Ecological Restoration: Why Soil Health Matters

The urgency of ecological restoration is undeniable amidst escalating ecosystem degradation and habitat loss, exacerbated by human activities and climate change. Deforestation, urbanization, and mining have left many ecosystems on the brink, while the remaining natural habitats, crucial for plant and animal populations, are often degraded and fragmented.

Effective restoration necessitates a comprehensive approach, acknowledging the diverse levels of degradation and adapting strategies accordingly. The severity of degradation varies significantly, from areas with severely compromised vegetation and soil to those retaining much of their ecological integrity. Notably, approximately 75% of global soils suffer from degradation, with human land use causing persistent physicochemical and biological impacts that are challenging to reverse.

Restoration typically aims to reinstate a self-sustaining ecosystem resembling reference conditions, re-establishing native species and natural processes in less severe cases. However, where native vegetation and soil are nearly lost, goals may be more modest, focusing on soil health improvement, vegetation cover increase, and enhanced ecosystem functions like water retention and nutrient cycling.

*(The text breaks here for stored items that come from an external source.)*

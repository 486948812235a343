//! # Per-Thread Holder
//!
//! Maintains one lazily-created instance per calling thread. Slots are held
//! weakly, exactly like the transient case, so a thread that exits (or a
//! caller that drops its handle) does not pin its instance forever; dead
//! slots are pruned on access.
//!
//! Slot cells are resolved through a sharded map and each cell carries its
//! own creation lock, so creation for one thread never blocks callers on
//! other threads while same-slot creation stays serialized.

use std::sync::{Arc, Weak};
use std::thread::{self, ThreadId};

use dashmap::DashMap;
use parking_lot::Mutex;

use super::InstanceHolder;
use crate::error::Result;
use crate::instance::{Instance, InstanceCreator};

type SlotCell = Arc<Mutex<Option<Weak<Instance>>>>;

/// Per-thread pooling strategy.
pub struct ThreadHolder {
    creator: Arc<InstanceCreator>,
    slots: DashMap<ThreadId, SlotCell>,
}

impl ThreadHolder {
    pub(crate) fn new(creator: Arc<InstanceCreator>) -> Self {
        Self {
            creator,
            slots: DashMap::new(),
        }
    }

    /// The calling thread's slot cell, created on first access. The shard
    /// lock is held only for the lookup, never during instance creation.
    fn slot_cell(&self) -> SlotCell {
        let id = thread::current().id();
        self.slots.entry(id).or_default().clone()
    }

    /// Live instances across all thread slots, pruning dead slots.
    fn live_instances(&self) -> Vec<Arc<Instance>> {
        let mut live = Vec::new();
        self.slots.retain(|_, cell| {
            let slot = cell.lock();
            match slot.as_ref().and_then(Weak::upgrade) {
                Some(instance) => {
                    live.push(instance);
                    true
                }
                None => false,
            }
        });
        live
    }

    /// Drain every live instance, clearing all slots.
    fn drain(&self) -> Vec<Arc<Instance>> {
        let mut drained = Vec::new();
        self.slots.retain(|_, cell| {
            if let Some(instance) = cell.lock().take().and_then(|w| w.upgrade()) {
                drained.push(instance);
            }
            false
        });
        drained
    }
}

impl InstanceHolder for ThreadHolder {
    fn get_instance(&self) -> Result<Arc<Instance>> {
        let cell = self.slot_cell();
        // Per-slot creation lock: same-thread callers serialize here while
        // other threads proceed against their own cells.
        let mut slot = cell.lock();
        if let Some(instance) = slot.as_ref().and_then(Weak::upgrade) {
            return Ok(instance);
        }
        let instance = self.creator.create()?;
        *slot = Some(Arc::downgrade(&instance));
        Ok(instance)
    }

    fn instance_count(&self) -> usize {
        self.live_instances().len()
    }

    fn all_instances(&self) -> Vec<Arc<Instance>> {
        self.live_instances()
    }

    fn release(&self, instance: &Arc<Instance>) {
        let mut released = false;
        self.slots.retain(|_, cell| {
            let mut slot = cell.lock();
            let matches = slot
                .as_ref()
                .is_some_and(|weak| std::ptr::eq(weak.as_ptr(), Arc::as_ptr(instance)));
            if matches {
                *slot = None;
                released = true;
                return false;
            }
            true
        });
        if released {
            instance.dispose();
        }
    }

    fn deactivate_all(&self) {
        for instance in self.drain() {
            instance.deactivate();
        }
    }

    fn dispose_all(&self) {
        for instance in self.drain() {
            instance.dispose();
        }
    }
}
//! # Runtime Configuration
//!
//! Defaults for `SystemDefault` policies and event-system sizing, loadable
//! from the environment or a layered configuration file.

use std::path::Path;

use serde::{Deserialize, Serialize};

use crate::constants::{DEFAULT_EVENT_CAPACITY, ENV_PREFIX};
use crate::error::{ComponentError, Result};
use crate::model::{ActivationPolicy, CollectionPolicy};

/// Runtime configuration for an assembly controller.
#[derive(Debug, Clone, Serialize, Deserialize)]
#[serde(default)]
pub struct AssemblyConfig {
    /// Effective policy for models declaring `CollectionPolicy::SystemDefault`.
    pub default_collection: CollectionPolicy,
    /// Effective policy for models declaring `ActivationPolicy::SystemDefault`.
    pub default_activation: ActivationPolicy,
    /// Bound of each event subscriber's channel.
    pub event_capacity: usize,
}

impl Default for AssemblyConfig {
    fn default() -> Self {
        Self {
            default_collection: CollectionPolicy::Hard,
            default_activation: ActivationPolicy::Demand,
            event_capacity: DEFAULT_EVENT_CAPACITY,
        }
    }
}

impl AssemblyConfig {
    /// Build a configuration from `ASSEMBLY_*` environment variables,
    /// falling back to defaults for anything unset.
    pub fn from_env() -> Result<Self> {
        let mut config = Self::default();

        if let Ok(collection) = std::env::var("ASSEMBLY_DEFAULT_COLLECTION") {
            config.default_collection = collection.parse().map_err(|e| {
                ComponentError::configuration(format!("Invalid default_collection: {e}"))
            })?;
        }

        if let Ok(activation) = std::env::var("ASSEMBLY_DEFAULT_ACTIVATION") {
            config.default_activation = activation.parse().map_err(|e| {
                ComponentError::configuration(format!("Invalid default_activation: {e}"))
            })?;
        }

        if let Ok(capacity) = std::env::var("ASSEMBLY_EVENT_CAPACITY") {
            config.event_capacity = capacity.parse().map_err(|e| {
                ComponentError::configuration(format!("Invalid event_capacity: {e}"))
            })?;
        }

        Ok(config)
    }

    /// Load a configuration file, layered under `ASSEMBLY_*` environment
    /// overrides (`ASSEMBLY_DEFAULT_COLLECTION=weak` beats the file).
    pub fn from_file(path: impl AsRef<Path>) -> Result<Self> {
        let settings = config::Config::builder()
            .add_source(config::File::from(path.as_ref()))
            .add_source(config::Environment::with_prefix(ENV_PREFIX).try_parsing(true))
            .build()
            .map_err(|e| ComponentError::configuration(format!("Failed to load config: {e}")))?;

        settings
            .try_deserialize()
            .map_err(|e| ComponentError::configuration(format!("Invalid config: {e}")))
    }
}

#[cfg(test)]
mod tests {
    use super::*;

    #[test]
    fn test_defaults() {
        let config = AssemblyConfig::default();
        assert_eq!(config.default_collection, CollectionPolicy::Hard);
        assert_eq!(config.default_activation, ActivationPolicy::Demand);
        assert_eq!(config.event_capacity, DEFAULT_EVENT_CAPACITY);
    }

    // Environment mutation is process-global; one test keeps it serialized.
    #[test]
    fn test_from_env_overrides_and_validation() {
        std::env::set_var("ASSEMBLY_DEFAULT_COLLECTION", "weak");
        std::env::set_var("ASSEMBLY_EVENT_CAPACITY", "64");
        let config = AssemblyConfig::from_env().unwrap();
        std::env::remove_var("ASSEMBLY_DEFAULT_COLLECTION");
        std::env::remove_var("ASSEMBLY_EVENT_CAPACITY");

        assert_eq!(config.default_collection, CollectionPolicy::Weak);
        assert_eq!(config.event_capacity, 64);
        assert_eq!(config.default_activation, ActivationPolicy::Demand);

        std::env::set_var("ASSEMBLY_DEFAULT_ACTIVATION", "whenever");
        let err = AssemblyConfig::from_env().unwrap_err();
        std::env::remove_var("ASSEMBLY_DEFAULT_ACTIVATION");
        assert!(matches!(err, ComponentError::Configuration { .. }));
    }
}
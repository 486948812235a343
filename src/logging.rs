//! # Structured Logging Module
//!
//! Opt-in tracing-subscriber bootstrap for hosts that have not installed
//! their own subscriber. Lifecycle logging itself is ambient: every module
//! logs through `tracing` with the component path as a structured field, so
//! a host-provided subscriber works just as well.

use std::sync::OnceLock;

use tracing_subscriber::{fmt, layer::SubscriberExt, util::SubscriberInitExt, EnvFilter, Layer};

static LOGGER_INITIALIZED: OnceLock<()> = OnceLock::new();

/// Initialize structured logging with environment-driven filtering.
///
/// Safe to call more than once; if a global subscriber is already installed
/// the call is a no-op.
pub fn init_structured_logging() {
    LOGGER_INITIALIZED.get_or_init(|| {
        let filter = EnvFilter::try_from_default_env()
            .unwrap_or_else(|_| EnvFilter::new(default_log_level()));

        let subscriber = tracing_subscriber::registry().with(
            fmt::layer()
                .with_target(true)
                .with_thread_ids(true)
                .with_level(true)
                .with_filter(filter),
        );

        // A host may already have installed a global subscriber.
        if subscriber.try_init().is_err() {
            tracing::debug!(
                "global tracing subscriber already initialized - continuing with existing subscriber"
            );
        }
    });
}

/// Log level used when `RUST_LOG` is unset.
fn default_log_level() -> String {
    match std::env::var("ASSEMBLY_ENV").as_deref() {
        Ok("production") => "info".to_string(),
        _ => "debug".to_string(),
    }
}

#[cfg(test)]
mod tests {
    use super::*;

    #[test]
    fn test_init_is_idempotent() {
        init_structured_logging();
        init_structured_logging();
    }
}
// Component model module
//
// Immutable component descriptors (identity, factory, capabilities, policies,
// state graph, parts) plus the contracts implemented by external
// collaborators: instance factories, type resolvers and the dynamic
// operation-dispatch surface of component values.

pub mod component_model;
pub mod contracts;
pub mod policies;

// Re-export main types for convenient access
pub use component_model::{ComponentModel, ComponentModelBuilder, ComponentPath};
pub use contracts::{
    factory_fn, CreationContext, FactoryError, FnFactory, InstanceFactory, InvocationError,
    Invocable, ModelTypeResolver, ResolvedComponent, ResolverError, TypeResolver,
};
pub use policies::{ActivationPolicy, CollectionPolicy, LifestylePolicy};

Soil health, which is increasingly recognized as essential for successful ecosystem restoration, is often neglected in practice. This is partly due to the difficulty of assessing soil health, which refers to the soil's ability to support essential functions that maintain the well-being of the ecosystem. Unlike easily measured soil properties such as pH, nutrient content, or organic matter levels, soil health is a broader concept that can be challenging to define and measure. A key challenge is that soil health can only be evaluated in relation to the desired condition of a specific ecosystem, which requires knowledge of a suitable reference ecosystem that may not always exist or be accessible.

Healthy soils are characterized by their strong connection and feedback with the aboveground community, which together sustain ecosystem functions. They typically have a well-structured profile with adequate pore spaces for air, water, nutrients, roots, and soil organisms. They also contain organic matter and essential nutrients in the right proportions to support native plant growth. Recent studies have highlighted the importance of the composition and diversity of soil biota, including microorganisms and soil fauna, which regulate the cycling of organic matter, nutrients, and soil structure maintenance. Additionally, healthier soils tend to have lower levels of compaction and greater aggregation, allowing for deep root growth, efficient water infiltration, and prevention of topsoil and nutrient loss. These attributes provide the foundation for strong aboveground-belowground interactions, ecosystem resilience to environmental stressors, and ecosystem services such as carbon sequestration, water purification, and support for biodiversity.

The role of aboveground and belowground linkages

In healthy ecosystems, aboveground and belowground components interact in complex ways, primarily through roots and litter, creating positive feedback loops that enhance resilience and productivity. Roots absorb nutrients, release exudates, and form symbiotic relationships with beneficial organisms, while litter provides organic matter and nutrients to the soil.

Land degradation disrupts these interactions. It negatively impacts root growth, exudation, and symbiotic relationships, leading to a decline in soil health and nutrient cycling. Degradation also alters litter input and quality, affecting soil structure and fertility. These changes can create a feedback loop that favors invasive species and further degrades the ecosystem.

Furthermore, land degradation disrupts the soil food web, affecting critical interactions between plants, microbes, and soil fauna. Soil fauna play key roles in decomposition, nutrient cycling, and soil structure maintenance. Their decline in degraded soils negatively impacts plant growth and ecosystem recovery.

Effective restoration efforts must consider these complex interactions and prioritize reestablishing soil health, including the soil food web, to ensure long-term ecosystem resilience and success.

Ecological restoration projects must consider the health of soil communities and the processes that support ecosystem function for successful, holistic results. Revegetating degraded areas without improving soil health, specifically the microorganisms and invertebrates that drive nutrient cycles, will likely lead to incomplete restoration. Research shows that soil microbial recovery is often slow and incomplete after restoration, even with revegetation.

Interventions to promote soil health

The level of degradation will determine the type and intensity of interventions required to meet restoration goals. Highly degraded systems often require intensive early-stage interventions, such as soil management and site preparation to alleviate compaction. Applying amendments and nutrients can improve soil health and plant establishment. As ecosystems progress toward their target conditions, the focus may shift to simpler management practices (eg, weed control, thinning, and deposition of coarse woody debris) to enhance ecosystem functions and long-term stability. 

Soil health is paramount for the success of ecological restoration projects. It is the foundation of ecosystem functioning, resilience, and biodiversity. Healthy soils provide a supportive environment for plant growth, enhance water regulation and quality, promote biodiversity, and contribute to climate change mitigation. By prioritizing soil health, restoration projects can create sustainable ecosystems that are better equipped to withstand environmental stressors and support life on Earth. Investing in soil health is an investment in the future of our planet and the well-being of generations to come.